A viagem até o aeroporto durou mais ou menos 50 minutos... cheguei lá as 7:26. Fui fazer o check in numa daquelas máquinas eletrônicas e não conseguia. Um homem, muito educado, que trabalhava para a Airfrance veio me ajudar e acabou fazendo tudo pra mim - em menos de um minuto já estava com a minha passagem na mão. Fui procurar então o Raio X para já entrar na sala de espera dos vôos, mesmo o meu só sendo as 9:55.
Fiquei das 7:30 as 9:30 zanzando pela sala de espera, pintando as unhas, olhando para as pessoas hehehe... 9:30 abriu o portão de embarque. Nem sei como foi a viagem porque dormi o tempo todo, só acordei uma hora quando estavam servindo o lanche mas só peguei meu sanduíche e voltei a dormir, com ele na mão haha! Acordei quando o piloto pedia para apertarem os cintos, que o avião ia aterrissar em alguns minutos.
Lá de cima já dava para ver como o final de semana seria frio... a cidade estava completamente branca, tudo branquinho de neve. Aterrissamos e a neve já começou a fustigar as janelas do avião. Fui encontrar, então, com o Gabriel, que estava me esperando na saída do portão de chegadas com um buquê de rosas!!! Que liindo!!! Eu amei a surpresa!
A moeda da República Tcheca ainda não é o euro, embora pertença desde 2004 à União Européia. A moeda é muito desvalorizada... tu precisas de 26 coroas tchecas para comprar 1 euro. Então, trocamos um pouco do nosso dinheiro e fomos até uma banquinha que vendia ingressos para ônibus, metrô e trem. Cada ticket era 100 "tchecos". Compramos os nossos e fomos até a parada do ônibus 119 que nos levaria até a estação de metrô de Dejvicka.
O ônibus logo chegou e lá fomos nós... curtindo tudo! Não demorou muito e chegamos no metrô... pegamos o trem e paramos em Muzeum. Lá pegamos o trem (um outro trem, não subterrâneo, parecido com um bonde) número 5, que deveria ir para Delnicka, parada do nosso hotel. Mas pegamos o trem do lado errado da rua e tivemos que descer na parada seguinte. Atravessamos a rua e pegamos o trem certo. De lá fomos até Delnicka. Descemos e caminhamos duas quadras em direção ao nosso hotel. E lá estava ele!!! De novo nós nos achando super bem nas cidades... o primeiro errinho foi ter pego o trem do lado errado da rua, mas acontece!!!
Deixamos nossas coisas no hotel e saímos. Pegamos de novo um trem para ir até o Castelo de Praga. E lá fomos nós... Descemos na parada do castelo e logo vimos uma praça enorme, coberta de neve, com uma escultura da bandeira da República Tcheca muito bonita.

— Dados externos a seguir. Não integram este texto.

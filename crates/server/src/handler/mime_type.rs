//! Content type lookup by file extension.

use std::path::Path;

use mime::Mime;

/// The content type served for `path`, `application/octet-stream` when unknown.
pub fn for_path(path: &Path) -> Mime {
    let extension = path.extension().and_then(|ext| ext.to_str()).map(str::to_ascii_lowercase);

    match extension.as_deref() {
        Some("html" | "htm") => mime::TEXT_HTML_UTF_8,
        Some("txt") => mime::TEXT_PLAIN_UTF_8,
        Some("css") => mime::TEXT_CSS_UTF_8,
        Some("js" | "mjs") => mime::APPLICATION_JAVASCRIPT_UTF_8,
        Some("json") => mime::APPLICATION_JSON,
        Some("xml") => mime::TEXT_XML,
        Some("csv") => mime::TEXT_CSV_UTF_8,
        Some("png") => mime::IMAGE_PNG,
        Some("jpg" | "jpeg") => mime::IMAGE_JPEG,
        Some("gif") => mime::IMAGE_GIF,
        Some("bmp") => mime::IMAGE_BMP,
        Some("svg") => mime::IMAGE_SVG,
        Some("pdf") => mime::APPLICATION_PDF,
        Some("woff") => mime::FONT_WOFF,
        Some("woff2") => mime::FONT_WOFF2,
        Some(other) => by_name(other).unwrap_or(mime::APPLICATION_OCTET_STREAM),
        None => mime::APPLICATION_OCTET_STREAM,
    }
}

// types without a constant in the mime crate
fn by_name(extension: &str) -> Option<Mime> {
    let name = match extension {
        "ico" => "image/x-icon",
        "webp" => "image/webp",
        "wasm" => "application/wasm",
        "mp4" => "video/mp4",
        "mp3" => "audio/mpeg",
        "zip" => "application/zip",
        "gz" => "application/gzip",
        _ => return None,
    };
    name.parse().ok()
}

#[cfg(test)]
mod tests {
    use super::*;

    #[test]
    fn known_extensions() {
        assert_eq!(for_path(Path::new("index.html")), mime::TEXT_HTML_UTF_8);
        assert_eq!(for_path(Path::new("LOGO.PNG")), mime::IMAGE_PNG);
        assert_eq!(for_path(Path::new("a/b/app.js")).as_ref(), "application/javascript; charset=utf-8");
        assert_eq!(for_path(Path::new("favicon.ico")).as_ref(), "image/x-icon");
    }

    #[test]
    fn unknown_extensions() {
        assert_eq!(for_path(Path::new("data.bin")), mime::APPLICATION_OCTET_STREAM);
        assert_eq!(for_path(Path::new("Makefile")), mime::APPLICATION_OCTET_STREAM);
    }
}
use std::path::PathBuf;

use clap::Parser;
use tracing::{Level, error, info};
use tracing_subscriber::FmtSubscriber;
use webserv::config::Config;
use webserv::error::ServerError;
use webserv::event_loop::EventLoop;

#[derive(Debug, Parser)]
#[command(version, about = "single-threaded HTTP/1.x server with CGI and streaming uploads")]
struct Cli {
    /// JSON configuration file
    #[arg(default_value = "conf/webserv.json")]
    config: PathBuf,

    /// Most verbose level that is logged
    #[arg(long, default_value_t = Level::INFO)]
    log_level: Level,
}

fn main() -> Result<(), ServerError> {
    let cli = Cli::parse();

    let subscriber = FmtSubscriber::builder().with_max_level(cli.log_level).finish();
    if let Err(e) = tracing::subscriber::set_global_default(subscriber) {
        eprintln!("setting default subscriber failed: {e}");
    }

    let config = Config::load(&cli.config).inspect_err(|e| error!(cause = %e, config = %cli.config.display(), "invalid configuration"))?;
    info!(config = %cli.config.display(), servers = config.servers.len(), "configuration loaded");

    let mut event_loop = EventLoop::bind(config).inspect_err(|e| error!(cause = %e, "failed to start"))?;
    event_loop.run()
}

Resolvemos comer alguma coisa num dos restaurantezinhos em volta da praça... a primeira opção foi a Pizzaria Trinidad, em homenagem ao Gabriel, mas estava fechada para reformas. Fomos então no restaurante do lado e pedimos um prato típico tcheco. Quando chegou a comida, só nos olhamos com uma cara feia... blééé!!! Era uma carne de porco vermelha, defumada, com uns pães que pareciam aqueles pães de comida chinesa só que com gosto de nada, e repolho e beterraba doces. Uiii! Mas comemos tudo. Na real não foi tão ruim, mas... eu devia ter pedido macarrão.

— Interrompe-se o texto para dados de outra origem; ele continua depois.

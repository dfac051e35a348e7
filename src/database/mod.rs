//! Database module for downtrack

pub mod schema;

use rusqlite::{params, Connection};
use std::sync::Mutex;
use std::time::{SystemTime, UNIX_EPOCH};
use thiserror::Error;

#[derive(Error, Debug)]
pub enum DatabaseError {
    #[error("SQLite error: {0}")]
    SqliteError(#[from] rusqlite::Error),
}

impl DatabaseError {
    /// True when the underlying failure is a uniqueness/constraint violation,
    /// e.g. adding a username that is already tracked.
    pub fn is_constraint_violation(&self) -> bool {
        matches!(
            self,
            DatabaseError::SqliteError(rusqlite::Error::SqliteFailure(e, _))
                if e.code == rusqlite::ErrorCode::ConstraintViolation
        )
    }
}

/// A username under observation
#[derive(Debug, Clone)]
pub struct TrackedUser {
    pub username: String,
    pub added: i64,
    pub hidden: bool,
    pub deleted: bool,
}

/// A captured comment record
#[derive(Debug, Clone, PartialEq)]
pub struct CommentRecord {
    pub id: String,
    pub author: String,
    pub score: i64,
    pub permalink: String,
    pub sub_id: String,
    pub created: i64,
    pub body: String,
}

/// Database wrapper
pub struct Database {
    conn: Mutex<Connection>,
}

impl Database {
    /// Open or create a database
    pub fn new(path: &str) -> Result<Self, DatabaseError> {
        let conn = Connection::open(path)?;
        Ok(Self {
            conn: Mutex::new(conn),
        })
    }

    /// Initialize database schema; safe to call on every startup
    pub fn initialize(&self) -> Result<(), DatabaseError> {
        let conn = self.conn.lock().unwrap();
        conn.execute_batch(schema::INIT_SQL)?;
        Ok(())
    }

    /// Start tracking a username.
    ///
    /// Fails with a constraint violation if the username is already tracked,
    /// including soft-deleted rows.
    pub fn add_user(&self, username: &str, hidden: bool) -> Result<(), DatabaseError> {
        let mut conn = self.conn.lock().unwrap();
        let tx = conn.transaction()?;
        tx.execute(
            "INSERT INTO tracked (username, added, hidden, deleted) VALUES (?1, ?2, ?3, 0)",
            params![username, unix_now(), hidden as i32],
        )?;
        tx.commit()?;
        Ok(())
    }

    /// All tracked users that have not been soft-deleted, in store order
    pub fn get_users(&self) -> Result<Vec<TrackedUser>, DatabaseError> {
        let conn = self.conn.lock().unwrap();
        let mut stmt = conn.prepare(
            "SELECT username, added, hidden, deleted FROM tracked WHERE deleted = 0",
        )?;

        let users = stmt
            .query_map([], |row| {
                Ok(TrackedUser {
                    username: row.get(0)?,
                    added: row.get(1)?,
                    hidden: row.get::<_, i32>(2)? != 0,
                    deleted: row.get::<_, i32>(3)? != 0,
                })
            })?
            .collect::<Result<Vec<_>, _>>()?;

        Ok(users)
    }

    /// Insert or replace a comment record, keyed by comment id
    pub fn save_comment(&self, record: &CommentRecord) -> Result<(), DatabaseError> {
        let mut conn = self.conn.lock().unwrap();
        let tx = conn.transaction()?;
        tx.execute(
            "INSERT OR REPLACE INTO downvoted (id, author, score, permalink, sub_id, created, body)
             VALUES (?1, ?2, ?3, ?4, ?5, ?6, ?7)",
            params![
                record.id,
                record.author,
                record.score,
                record.permalink,
                record.sub_id,
                record.created,
                record.body,
            ],
        )?;
        tx.commit()?;
        Ok(())
    }

    /// Delete every stored comment whose score equals `cutoff`.
    ///
    /// Returns the number of rows removed.
    pub fn cleanup(&self, cutoff: i64) -> Result<usize, DatabaseError> {
        let mut conn = self.conn.lock().unwrap();
        let tx = conn.transaction()?;
        let removed = tx.execute("DELETE FROM downvoted WHERE score = ?1", params![cutoff])?;
        tx.commit()?;
        Ok(removed)
    }

    /// Stored comments for one author, newest first
    pub fn get_comments(&self, author: &str) -> Result<Vec<CommentRecord>, DatabaseError> {
        let conn = self.conn.lock().unwrap();
        let mut stmt = conn.prepare(
            "SELECT id, author, score, permalink, sub_id, created, body
             FROM downvoted WHERE author = ?1 ORDER BY created DESC",
        )?;

        let records = stmt
            .query_map([author], |row| {
                Ok(CommentRecord {
                    id: row.get(0)?,
                    author: row.get(1)?,
                    score: row.get(2)?,
                    permalink: row.get(3)?,
                    sub_id: row.get(4)?,
                    created: row.get(5)?,
                    body: row.get(6)?,
                })
            })?
            .collect::<Result<Vec<_>, _>>()?;

        Ok(records)
    }

    /// Get statistics
    pub fn get_stats(&self) -> Result<DatabaseStats, DatabaseError> {
        let conn = self.conn.lock().unwrap();

        let tracked_count: i64 =
            conn.query_row("SELECT COUNT(*) FROM tracked WHERE deleted = 0", [], |row| {
                row.get(0)
            })?;

        let comment_count: i64 =
            conn.query_row("SELECT COUNT(*) FROM downvoted", [], |row| row.get(0))?;

        Ok(DatabaseStats {
            tracked_count,
            comment_count,
        })
    }

    #[cfg(test)]
    pub fn set_deleted(&self, username: &str, deleted: bool) -> Result<(), DatabaseError> {
        let conn = self.conn.lock().unwrap();
        conn.execute(
            "UPDATE tracked SET deleted = ?1 WHERE username = ?2",
            params![deleted as i32, username],
        )?;
        Ok(())
    }
}

/// Database statistics
#[derive(Debug, Clone)]
pub struct DatabaseStats {
    pub tracked_count: i64,
    pub comment_count: i64,
}

fn unix_now() -> i64 {
    SystemTime::now()
        .duration_since(UNIX_EPOCH)
        .map(|d| d.as_secs() as i64)
        .unwrap_or(0)
}

#[cfg(test)]
mod tests {
    use super::*;

    fn open_db() -> Database {
        let db = Database::new(":memory:").unwrap();
        db.initialize().unwrap();
        db
    }

    fn record(id: &str, author: &str, score: i64) -> CommentRecord {
        CommentRecord {
            id: id.to_string(),
            author: author.to_string(),
            score,
            permalink: format!("/r/test/comments/{}", id),
            sub_id: "t5_abc".to_string(),
            created: 1_700_000_000,
            body: "some comment".to_string(),
        }
    }

    #[test]
    fn initialize_is_idempotent() {
        let db = open_db();
        db.initialize().unwrap();
        db.initialize().unwrap();
    }

    #[test]
    fn add_user_rejects_duplicates() {
        let db = open_db();
        db.add_user("alice", false).unwrap();
        let err = db.add_user("alice", true).unwrap_err();
        assert!(err.is_constraint_violation());
    }

    #[test]
    fn get_users_excludes_soft_deleted() {
        let db = open_db();
        db.add_user("alice", false).unwrap();
        db.add_user("bob", true).unwrap();
        db.set_deleted("bob", true).unwrap();

        let users = db.get_users().unwrap();
        assert_eq!(users.len(), 1);
        assert_eq!(users[0].username, "alice");
        assert!(!users[0].hidden);
    }

    #[test]
    fn save_comment_upsert_keeps_latest_values() {
        let db = open_db();
        db.add_user("alice", false).unwrap();

        db.save_comment(&record("t1_x", "alice", -1)).unwrap();
        let mut updated = record("t1_x", "alice", -4);
        updated.body = "edited".to_string();
        db.save_comment(&updated).unwrap();

        let rows = db.get_comments("alice").unwrap();
        assert_eq!(rows.len(), 1);
        assert_eq!(rows[0].score, -4);
        assert_eq!(rows[0].body, "edited");
    }

    #[test]
    fn cleanup_removes_only_matching_scores() {
        let db = open_db();
        db.add_user("alice", false).unwrap();
        for (i, score) in [-1i64, 0, 0, -5].iter().enumerate() {
            db.save_comment(&record(&format!("t1_{}", i), "alice", *score))
                .unwrap();
        }

        let removed = db.cleanup(0).unwrap();
        assert_eq!(removed, 2);

        let left: Vec<i64> = db
            .get_comments("alice")
            .unwrap()
            .into_iter()
            .map(|r| r.score)
            .collect();
        assert_eq!(left.len(), 2);
        assert!(left.contains(&-1) && left.contains(&-5));
    }

    #[test]
    fn stats_count_active_users_and_comments() {
        let db = open_db();
        db.add_user("alice", false).unwrap();
        db.save_comment(&record("t1_a", "alice", -2)).unwrap();

        let stats = db.get_stats().unwrap();
        assert_eq!(stats.tracked_count, 1);
        assert_eq!(stats.comment_count, 1);
    }
}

Depois de pedir informação de onde ficava o Castelo de Praga para o garçom, fomos caminhando até lá. Uma looooonga escadaria leva até o castelo, mas vale a pena subir toda ela porque, do alto, a vista da cidade é perfeita. Nem a melhor câmera deve conseguir captar o que os olhos vêem, porque nenhuma das minhas fotos ficaram tão boas quando a imagem que eu tive lá de cima.

Continuamos caminhando e chegamos ao castelo, que era um complexo de construções e não um castelo propriamente dito. Lá dentro fica a Catedral de São Vito, muito linda. Para mim, mais bonita que a Notre Dame de Paris, mas perde para a Berliner Dom de Berlim. E olha que eu sempre acho as coisas de Paris mais bonitas que tudo!!!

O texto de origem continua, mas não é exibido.